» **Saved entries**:
* * *

use axum::{
    http::{header, StatusCode, Uri},
    response::{Html, IntoResponse, Response},
};
use rust_embed::Embed;

#[derive(Embed)]
#[folder = "web/dist"]
struct WebAssets;

/// The single page shared by the classifier and monitor views
pub fn serve_page() -> Response {
    match <WebAssets as Embed>::get("index.html") {
        Some(content) => Html(String::from_utf8_lossy(&content.data).into_owned()).into_response(),
        None => Html(FALLBACK_HTML).into_response(),
    }
}

/// Serve embedded static assets
pub async fn serve_static(uri: Uri) -> Response {
    let path = uri.path().trim_start_matches('/');

    match <WebAssets as Embed>::get(path) {
        Some(content) => {
            let mime = mime_guess::from_path(path).first_or_octet_stream();
            (
                StatusCode::OK,
                [(header::CONTENT_TYPE, mime.as_ref())],
                content.data.into_owned(),
            )
                .into_response()
        }
        None => (StatusCode::NOT_FOUND, "Not found").into_response(),
    }
}

const FALLBACK_HTML: &str = r#"<!DOCTYPE html>
<html lang="en">
<head><meta charset="UTF-8"><title>EmoLens</title></head>
<body>
  <h1>EmoLens</h1>
  <p>The web assets were not embedded in this build. The JSON API is available under <code>/api</code>.</p>
</body>
</html>
"#;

* * *

» **Problem description**: Would you restate word for word every line from the one holding "<p>The web assets" to the end of the entries, both ends included?

» **Exercise result**:
  <p>The web assets were not embedded in this build. The JSON API is available under <code>/api</code>.</p>
</body>
</html>
"#;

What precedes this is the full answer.